REQUIRED ACTION: Every line in the records below with the string "consecutive" is to be copied out.

== INPUT DATA ==

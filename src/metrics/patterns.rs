//! Working-time patterns and activity streaks

use chrono::{DateTime, Datelike, Duration, FixedOffset, NaiveDate, Timelike, Weekday};
use serde::{Deserialize, Serialize};
use std::collections::BTreeSet;

const EARLY_BIRD_BEFORE: u32 = 9;
const NIGHT_OWL_FROM: u32 = 21;
const MIDNIGHT_BEFORE: u32 = 4;
const WORKDAY_START: u32 = 9;
const WORKDAY_END: u32 = 17;

/// Commit counts by time of day, in the author's local time.
///
/// Buckets overlap: a 02:00 Saturday commit is early bird, midnight,
/// weekend and out of hours at once.
#[derive(Debug, Clone, Copy, Default, PartialEq, Eq, Serialize, Deserialize)]
pub struct ActivityPattern {
    pub early_bird: u64,
    pub night_owl: u64,
    pub midnight: u64,
    pub weekend: u64,
    pub out_of_hours: u64,
}

impl ActivityPattern {
    pub fn record(&mut self, timestamp: DateTime<FixedOffset>) {
        let hour = timestamp.hour();
        if hour < EARLY_BIRD_BEFORE {
            self.early_bird += 1;
        }
        if hour >= NIGHT_OWL_FROM {
            self.night_owl += 1;
        }
        if hour < MIDNIGHT_BEFORE {
            self.midnight += 1;
        }
        if is_weekend(timestamp.date_naive()) {
            self.weekend += 1;
        }
        if !(WORKDAY_START..WORKDAY_END).contains(&hour) {
            self.out_of_hours += 1;
        }
    }

    pub fn add(&mut self, other: &ActivityPattern) {
        self.early_bird += other.early_bird;
        self.night_owl += other.night_owl;
        self.midnight += other.midnight;
        self.weekend += other.weekend;
        self.out_of_hours += other.out_of_hours;
    }
}

pub fn is_weekend(date: NaiveDate) -> bool {
    matches!(date.weekday(), Weekday::Sat | Weekday::Sun)
}

/// Longest run of consecutive calendar days.
pub fn longest_streak(days: &BTreeSet<NaiveDate>) -> u32 {
    longest_run(days.iter().copied(), |d| d.succ_opt())
}

/// Longest run of consecutive weekdays. Weekends neither extend nor break
/// the run, so Friday followed by Monday is consecutive.
pub fn work_week_streak(days: &BTreeSet<NaiveDate>) -> u32 {
    longest_run(
        days.iter().copied().filter(|d| !is_weekend(*d)),
        next_weekday,
    )
}

fn next_weekday(date: NaiveDate) -> Option<NaiveDate> {
    let skip = match date.weekday() {
        Weekday::Fri => 3,
        Weekday::Sat => 2,
        _ => 1,
    };
    date.checked_add_signed(Duration::days(skip))
}

fn longest_run(
    days: impl Iterator<Item = NaiveDate>,
    next: impl Fn(NaiveDate) -> Option<NaiveDate>,
) -> u32 {
    let mut best = 0;
    let mut current = 0;
    let mut expected: Option<NaiveDate> = None;
    for day in days {
        current = if expected == Some(day) { current + 1 } else { 1 };
        best = best.max(current);
        expected = next(day);
    }
    best
}

#[cfg(test)]
mod tests {
    use super::*;

    fn at(s: &str) -> DateTime<FixedOffset> {
        DateTime::parse_from_rfc3339(s).unwrap()
    }

    fn days(list: &[(i32, u32, u32)]) -> BTreeSet<NaiveDate> {
        list.iter()
            .map(|&(y, m, d)| NaiveDate::from_ymd_opt(y, m, d).unwrap())
            .collect()
    }

    #[test]
    fn test_buckets_overlap() {
        let mut pattern = ActivityPattern::default();
        // Saturday 02:30
        pattern.record(at("2024-03-02T02:30:00+00:00"));
        assert_eq!(
            pattern,
            ActivityPattern {
                early_bird: 1,
                night_owl: 0,
                midnight: 1,
                weekend: 1,
                out_of_hours: 1,
            }
        );
    }

    #[test]
    fn test_local_time_is_used() {
        let mut pattern = ActivityPattern::default();
        // 22:00 in UTC-05:00 is 03:00 UTC the next day
        pattern.record(at("2024-03-04T22:00:00-05:00"));
        assert_eq!(pattern.night_owl, 1);
        assert_eq!(pattern.midnight, 0);
        assert_eq!(pattern.out_of_hours, 1);
    }

    #[test]
    fn test_office_hours_boundaries() {
        let mut pattern = ActivityPattern::default();
        pattern.record(at("2024-03-04T09:00:00+00:00"));
        pattern.record(at("2024-03-04T16:59:00+00:00"));
        assert_eq!(pattern.out_of_hours, 0);
        pattern.record(at("2024-03-04T17:00:00+00:00"));
        assert_eq!(pattern.out_of_hours, 1);
        assert_eq!(pattern.early_bird, 0);
    }

    #[test]
    fn test_longest_streak() {
        // Mar 1-3 then a gap, then Mar 5-6
        let set = days(&[(2024, 3, 1), (2024, 3, 2), (2024, 3, 3), (2024, 3, 5), (2024, 3, 6)]);
        assert_eq!(longest_streak(&set), 3);
        assert_eq!(longest_streak(&BTreeSet::new()), 0);
    }

    #[test]
    fn test_work_week_streak_skips_weekend() {
        // Thu Feb 29, Fri Mar 1, Mon Mar 4, Tue Mar 5
        let set = days(&[(2024, 2, 29), (2024, 3, 1), (2024, 3, 4), (2024, 3, 5)]);
        assert_eq!(work_week_streak(&set), 4);
        assert_eq!(longest_streak(&set), 2);
    }

    #[test]
    fn test_work_week_streak_breaks_on_missed_weekday() {
        // Fri Mar 1, Tue Mar 5: Monday was missed
        let set = days(&[(2024, 3, 1), (2024, 3, 2), (2024, 3, 5)]);
        assert_eq!(work_week_streak(&set), 1);
    }
}
//! Persistent TTL cache: one JSON file per entry

use anyhow::{Context, Result};
use std::fs;
use std::io::ErrorKind;
use std::path::{Path, PathBuf};
use std::sync::RwLock;
use std::time::Duration;
use tracing::{debug, warn};

use super::{hash_key, CacheEntry, ResultCache};

/// File-backed result cache under `<dir>/<hash>.json`.
///
/// Readers share the lock; writers (including lazy expiry on read) take it
/// exclusively.
pub struct DiskCache {
    dir: PathBuf,
    ttl: Duration,
    lock: RwLock<()>,
}

impl DiskCache {
    /// Open (creating if needed) a cache directory.
    pub fn open(dir: impl Into<PathBuf>, ttl: Duration) -> Result<Self> {
        let dir = dir.into();
        fs::create_dir_all(&dir)
            .with_context(|| format!("Failed to create cache directory {}", dir.display()))?;
        debug!("Opened result cache at {}", dir.display());
        Ok(Self {
            dir,
            ttl,
            lock: RwLock::new(()),
        })
    }

    pub fn dir(&self) -> &Path {
        &self.dir
    }

    fn entry_path(&self, key: &str) -> PathBuf {
        self.dir.join(format!("{}.json", hash_key(key)))
    }

    fn read_entry(path: &Path) -> Option<CacheEntry> {
        let data = fs::read_to_string(path).ok()?;
        serde_json::from_str(&data).ok()
    }
}

fn remove_if_exists(path: &Path) -> Result<()> {
    match fs::remove_file(path) {
        Ok(()) => Ok(()),
        Err(e) if e.kind() == ErrorKind::NotFound => Ok(()),
        Err(e) => Err(e).with_context(|| format!("Failed to remove {}", path.display())),
    }
}

impl ResultCache for DiskCache {
    fn name(&self) -> &str {
        "disk"
    }

    fn get(&self, key: &str) -> Option<String> {
        let path = self.entry_path(key);
        {
            let _read = self.lock.read().ok()?;
            match Self::read_entry(&path) {
                Some(entry) if !entry.is_expired() => return Some(entry.value),
                Some(_) => {}
                None => return None,
            }
        }

        // Expired: drop it under the write lock, re-checking in case a
        // writer refreshed it in between.
        let _write = self.lock.write().ok()?;
        match Self::read_entry(&path) {
            Some(entry) if !entry.is_expired() => Some(entry.value),
            _ => {
                if let Err(e) = remove_if_exists(&path) {
                    warn!("{}", e);
                }
                None
            }
        }
    }

    fn set(&self, key: &str, value: &str) -> Result<()> {
        let entry = CacheEntry::new(value, self.ttl);
        let data = serde_json::to_string(&entry)?;
        let path = self.entry_path(key);
        let tmp = path.with_extension("json.tmp");

        let _write = self
            .lock
            .write()
            .map_err(|_| anyhow::anyhow!("cache lock poisoned"))?;
        fs::write(&tmp, data).with_context(|| format!("Failed to write {}", tmp.display()))?;
        fs::rename(&tmp, &path).with_context(|| format!("Failed to write {}", path.display()))?;
        Ok(())
    }

    fn delete(&self, key: &str) -> Result<()> {
        let _write = self
            .lock
            .write()
            .map_err(|_| anyhow::anyhow!("cache lock poisoned"))?;
        remove_if_exists(&self.entry_path(key))
    }

    fn clear(&self) -> Result<()> {
        let _write = self
            .lock
            .write()
            .map_err(|_| anyhow::anyhow!("cache lock poisoned"))?;
        for entry in fs::read_dir(&self.dir)? {
            let path = entry?.path();
            if path.extension().and_then(|e| e.to_str()) == Some("json") {
                remove_if_exists(&path)?;
            }
        }
        Ok(())
    }
}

===

TASK SOLUTION:
/// Longest run of consecutive calendar days.
/// Longest run of consecutive weekdays. Weekends neither extend nor break
/// the run, so Friday followed by Monday is consecutive.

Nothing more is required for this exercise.